● **What you have to do**: For each entry that follows, produce an exact copy.

● **Data to examine**:
━━━
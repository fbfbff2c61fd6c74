//! Task trait, task record and error types.
//!
//! The `Task` trait is the contract between the scheduler and a unit of
//! work: a narrow graph view (the [`TaskRecord`]) plus an opaque execute
//! behavior. Task input and output payloads stay inside the concrete
//! implementation; the scheduler never inspects them.

use async_trait::async_trait;
use std::sync::RwLock;
use thiserror::Error;

use super::status::TaskStatus;
use super::types::TaskId;
use crate::scheduler::{ExecutionContext, QueueError};

/// Errors from mutating a task record's graph edges.
#[derive(Debug, Error)]
pub enum RecordError {
    /// The parent back-reference is set at most once.
    #[error("parent already set for task {0}")]
    ParentAlreadySet(TaskId),

    /// Dependencies may be appended only before the task is admitted.
    #[error("dependencies are frozen once task {0} is admitted")]
    DependenciesFrozen(TaskId),
}

/// Errors that can occur during task execution.
#[derive(Debug, Error)]
pub enum TaskError {
    /// Task execution failed with a message.
    #[error("execution failed: {0}")]
    ExecutionFailed(String),

    /// Error extending the graph through the execution context.
    #[error("queue error: {0}")]
    Queue(#[from] QueueError),

    /// Generic error wrapper.
    #[error(transparent)]
    Other(#[from] Box<dyn std::error::Error + Send + Sync>),
}

/// Mutable portion of a task record, guarded by one lock.
#[derive(Debug)]
struct RecordState {
    status: TaskStatus,
    parent_task_id: Option<TaskId>,
    sub_task_ids: Vec<TaskId>,
    dependency_task_ids: Vec<TaskId>,
}

/// The scheduler-visible state of one task: identity, status and graph
/// edges. Everything else about a task is opaque to the queue.
///
/// The mutable fields sit behind an interior lock so a record can be shared
/// between the queue, the runner and the task body via `Arc`. Status and
/// edge mutations happen only under the queue's own mutex, so this lock is
/// a leaf and is never held across an await point.
#[derive(Debug)]
pub struct TaskRecord {
    id: TaskId,
    name: String,
    state: RwLock<RecordState>,
}

impl TaskRecord {
    /// Create a record in status `New` with a fresh id and no edges.
    pub fn new(name: impl Into<String>) -> Self {
        Self {
            id: TaskId::new(),
            name: name.into(),
            state: RwLock::new(RecordState {
                status: TaskStatus::New,
                parent_task_id: None,
                sub_task_ids: Vec::new(),
                dependency_task_ids: Vec::new(),
            }),
        }
    }

    /// Create a record in status `New` with the given dependencies.
    pub fn with_dependencies(name: impl Into<String>, deps: Vec<TaskId>) -> Self {
        let record = Self::new(name);
        record
            .state
            .write()
            .expect("record lock poisoned")
            .dependency_task_ids = deps;
        record
    }

    /// The task's immutable identifier.
    pub fn id(&self) -> &TaskId {
        &self.id
    }

    /// The human-readable name used by the queue's name index.
    pub fn name(&self) -> &str {
        &self.name
    }

    /// Current lifecycle status.
    pub fn status(&self) -> TaskStatus {
        self.state.read().expect("record lock poisoned").status
    }

    /// Back-reference to the task that spawned this one, if any.
    pub fn parent_task_id(&self) -> Option<TaskId> {
        self.state
            .read()
            .expect("record lock poisoned")
            .parent_task_id
            .clone()
    }

    /// Ids of the sub-tasks this task has registered, in registration order.
    pub fn sub_task_ids(&self) -> Vec<TaskId> {
        self.state
            .read()
            .expect("record lock poisoned")
            .sub_task_ids
            .clone()
    }

    /// Ids this task must wait for before it becomes ready.
    pub fn dependency_task_ids(&self) -> Vec<TaskId> {
        self.state
            .read()
            .expect("record lock poisoned")
            .dependency_task_ids
            .clone()
    }

    /// Append a dependency. Allowed only while the task is still `New`;
    /// after admission the dependency set is frozen.
    pub fn add_dependency(&self, dep: TaskId) -> Result<(), RecordError> {
        let mut state = self.state.write().expect("record lock poisoned");
        if state.status != TaskStatus::New {
            return Err(RecordError::DependenciesFrozen(self.id.clone()));
        }
        if !state.dependency_task_ids.contains(&dep) {
            state.dependency_task_ids.push(dep);
        }
        Ok(())
    }

    pub(crate) fn set_status(&self, status: TaskStatus) {
        self.state.write().expect("record lock poisoned").status = status;
    }

    pub(crate) fn set_parent(&self, parent: TaskId) -> Result<(), RecordError> {
        let mut state = self.state.write().expect("record lock poisoned");
        if state.parent_task_id.is_some() {
            return Err(RecordError::ParentAlreadySet(self.id.clone()));
        }
        state.parent_task_id = Some(parent);
        Ok(())
    }

    pub(crate) fn push_sub_task(&self, child: TaskId) {
        self.state
            .write()
            .expect("record lock poisoned")
            .sub_task_ids
            .push(child);
    }

    // Bypasses the `New`-only rule: used by the queue when wiring a
    // follow-on task's dependencies under its own lock, before admission.
    pub(crate) fn push_dependency_unique(&self, dep: TaskId) {
        let mut state = self.state.write().expect("record lock poisoned");
        if !state.dependency_task_ids.contains(&dep) {
            state.dependency_task_ids.push(dep);
        }
    }
}

/// The core trait for schedulable tasks.
///
/// The queue depends only on the [`TaskRecord`] view; `execute` is the
/// opaque behavior supplied by the task implementation and invoked by a
/// runner, never by the queue itself.
///
/// # Example
///
/// ```ignore
/// use workgraph::{ExecutionContext, Task, TaskError, TaskRecord};
/// use async_trait::async_trait;
///
/// struct Double {
///     record: TaskRecord,
///     input: i64,
///     output: std::sync::Mutex<Option<i64>>,
/// }
///
/// #[async_trait]
/// impl Task for Double {
///     fn record(&self) -> &TaskRecord {
///         &self.record
///     }
///
///     async fn execute(&self, _ctx: &ExecutionContext) -> Result<(), TaskError> {
///         *self.output.lock().unwrap() = Some(self.input * 2);
///         Ok(())
///     }
/// }
/// ```
#[async_trait]
pub trait Task: Send + Sync {
    /// The scheduler-visible record for this task.
    fn record(&self) -> &TaskRecord;

    /// Execute the task.
    ///
    /// The context is the only sanctioned channel for extending the graph
    /// from inside a running task. Errors are reported to the queue by the
    /// runner as a failed completion; the queue itself never sees them.
    async fn execute(&self, ctx: &ExecutionContext) -> Result<(), TaskError>;
}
━━━
● **Expected output**:
repository fbfbff2c61fd6c74
//! Task trait, task record and error types.
//!
//! The `Task` trait is the contract between the scheduler and a unit of
//! work: a narrow graph view (the [`TaskRecord`]) plus an opaque execute
//! behavior. Task input and output payloads stay inside the concrete
//! implementation; the scheduler never inspects them.

use async_trait::async_trait;
use std::sync::RwLock;
use thiserror::Error;

use super::status::TaskStatus;
use super::types::TaskId;
use crate::scheduler::{ExecutionContext, QueueError};

/// Errors from mutating a task record's graph edges.
#[derive(Debug, Error)]
pub enum RecordError {
    /// The parent back-reference is set at most once.
    #[error("parent already set for task {0}")]
    ParentAlreadySet(TaskId),

    /// Dependencies may be appended only before the task is admitted.
    #[error("dependencies are frozen once task {0} is admitted")]
    DependenciesFrozen(TaskId),
}

/// Errors that can occur during task execution.
#[derive(Debug, Error)]
pub enum TaskError {
    /// Task execution failed with a message.
    #[error("execution failed: {0}")]
    ExecutionFailed(String),

    /// Error extending the graph through the execution context.
    #[error("queue error: {0}")]
    Queue(#[from] QueueError),

    /// Generic error wrapper.
    #[error(transparent)]
    Other(#[from] Box<dyn std::error::Error + Send + Sync>),
}

/// Mutable portion of a task record, guarded by one lock.
#[derive(Debug)]
struct RecordState {
    status: TaskStatus,
    parent_task_id: Option<TaskId>,
    sub_task_ids: Vec<TaskId>,
    dependency_task_ids: Vec<TaskId>,
}

/// The scheduler-visible state of one task: identity, status and graph
/// edges. Everything else about a task is opaque to the queue.
///
/// The mutable fields sit behind an interior lock so a record can be shared
/// between the queue, the runner and the task body via `Arc`. Status and
/// edge mutations happen only under the queue's own mutex, so this lock is
/// a leaf and is never held across an await point.
#[derive(Debug)]
pub struct TaskRecord {
    id: TaskId,
    name: String,
    state: RwLock<RecordState>,
}

impl TaskRecord {
    /// Create a record in status `New` with a fresh id and no edges.
    pub fn new(name: impl Into<String>) -> Self {
        Self {
            id: TaskId::new(),
            name: name.into(),
            state: RwLock::new(RecordState {
                status: TaskStatus::New,
                parent_task_id: None,
                sub_task_ids: Vec::new(),
                dependency_task_ids: Vec::new(),
            }),
        }
    }

    /// Create a record in status `New` with the given dependencies.
    pub fn with_dependencies(name: impl Into<String>, deps: Vec<TaskId>) -> Self {
        let record = Self::new(name);
        record
            .state
            .write()
            .expect("record lock poisoned")
            .dependency_task_ids = deps;
        record
    }

    /// The task's immutable identifier.
    pub fn id(&self) -> &TaskId {
        &self.id
    }

    /// The human-readable name used by the queue's name index.
    pub fn name(&self) -> &str {
        &self.name
    }

    /// Current lifecycle status.
    pub fn status(&self) -> TaskStatus {
        self.state.read().expect("record lock poisoned").status
    }

    /// Back-reference to the task that spawned this one, if any.
    pub fn parent_task_id(&self) -> Option<TaskId> {
        self.state
            .read()
            .expect("record lock poisoned")
            .parent_task_id
            .clone()
    }

    /// Ids of the sub-tasks this task has registered, in registration order.
    pub fn sub_task_ids(&self) -> Vec<TaskId> {
        self.state
            .read()
            .expect("record lock poisoned")
            .sub_task_ids
            .clone()
    }

    /// Ids this task must wait for before it becomes ready.
    pub fn dependency_task_ids(&self) -> Vec<TaskId> {
        self.state
            .read()
            .expect("record lock poisoned")
            .dependency_task_ids
            .clone()
    }

    /// Append a dependency. Allowed only while the task is still `New`;
    /// after admission the dependency set is frozen.
    pub fn add_dependency(&self, dep: TaskId) -> Result<(), RecordError> {
        let mut state = self.state.write().expect("record lock poisoned");
        if state.status != TaskStatus::New {
            return Err(RecordError::DependenciesFrozen(self.id.clone()));
        }
        if !state.dependency_task_ids.contains(&dep) {
            state.dependency_task_ids.push(dep);
        }
        Ok(())
    }

    pub(crate) fn set_status(&self, status: TaskStatus) {
        self.state.write().expect("record lock poisoned").status = status;
    }

    pub(crate) fn set_parent(&self, parent: TaskId) -> Result<(), RecordError> {
        let mut state = self.state.write().expect("record lock poisoned");
        if state.parent_task_id.is_some() {
            return Err(RecordError::ParentAlreadySet(self.id.clone()));
        }
        state.parent_task_id = Some(parent);
        Ok(())
    }

    pub(crate) fn push_sub_task(&self, child: TaskId) {
        self.state
            .write()
            .expect("record lock poisoned")
            .sub_task_ids
            .push(child);
    }

    // Bypasses the `New`-only rule: used by the queue when wiring a
    // follow-on task's dependencies under its own lock, before admission.
    pub(crate) fn push_dependency_unique(&self, dep: TaskId) {
        let mut state = self.state.write().expect("record lock poisoned");
        if !state.dependency_task_ids.contains(&dep) {
            state.dependency_task_ids.push(dep);
        }
    }
}

/// The core trait for schedulable tasks.
///
/// The queue depends only on the [`TaskRecord`] view; `execute` is the
/// opaque behavior supplied by the task implementation and invoked by a
/// runner, never by the queue itself.
///
/// # Example
///
/// ```ignore
/// use workgraph::{ExecutionContext, Task, TaskError, TaskRecord};
/// use async_trait::async_trait;
///
/// struct Double {
///     record: TaskRecord,
///     input: i64,
///     output: std::sync::Mutex<Option<i64>>,
/// }
///
/// #[async_trait]
/// impl Task for Double {
///     fn record(&self) -> &TaskRecord {
///         &self.record
///     }
///
///     async fn execute(&self, _ctx: &ExecutionContext) -> Result<(), TaskError> {
///         *self.output.lock().unwrap() = Some(self.input * 2);
///         Ok(())
///     }
/// }
/// ```
#[async_trait]
pub trait Task: Send + Sync {
    /// The scheduler-visible record for this task.
    fn record(&self) -> &TaskRecord;

    /// Execute the task.
    ///
    /// The context is the only sanctioned channel for extending the graph
    /// from inside a running task. Errors are reported to the queue by the
    /// runner as a failed completion; the queue itself never sees them.
    async fn execute(&self, ctx: &ExecutionContext) -> Result<(), TaskError>;
}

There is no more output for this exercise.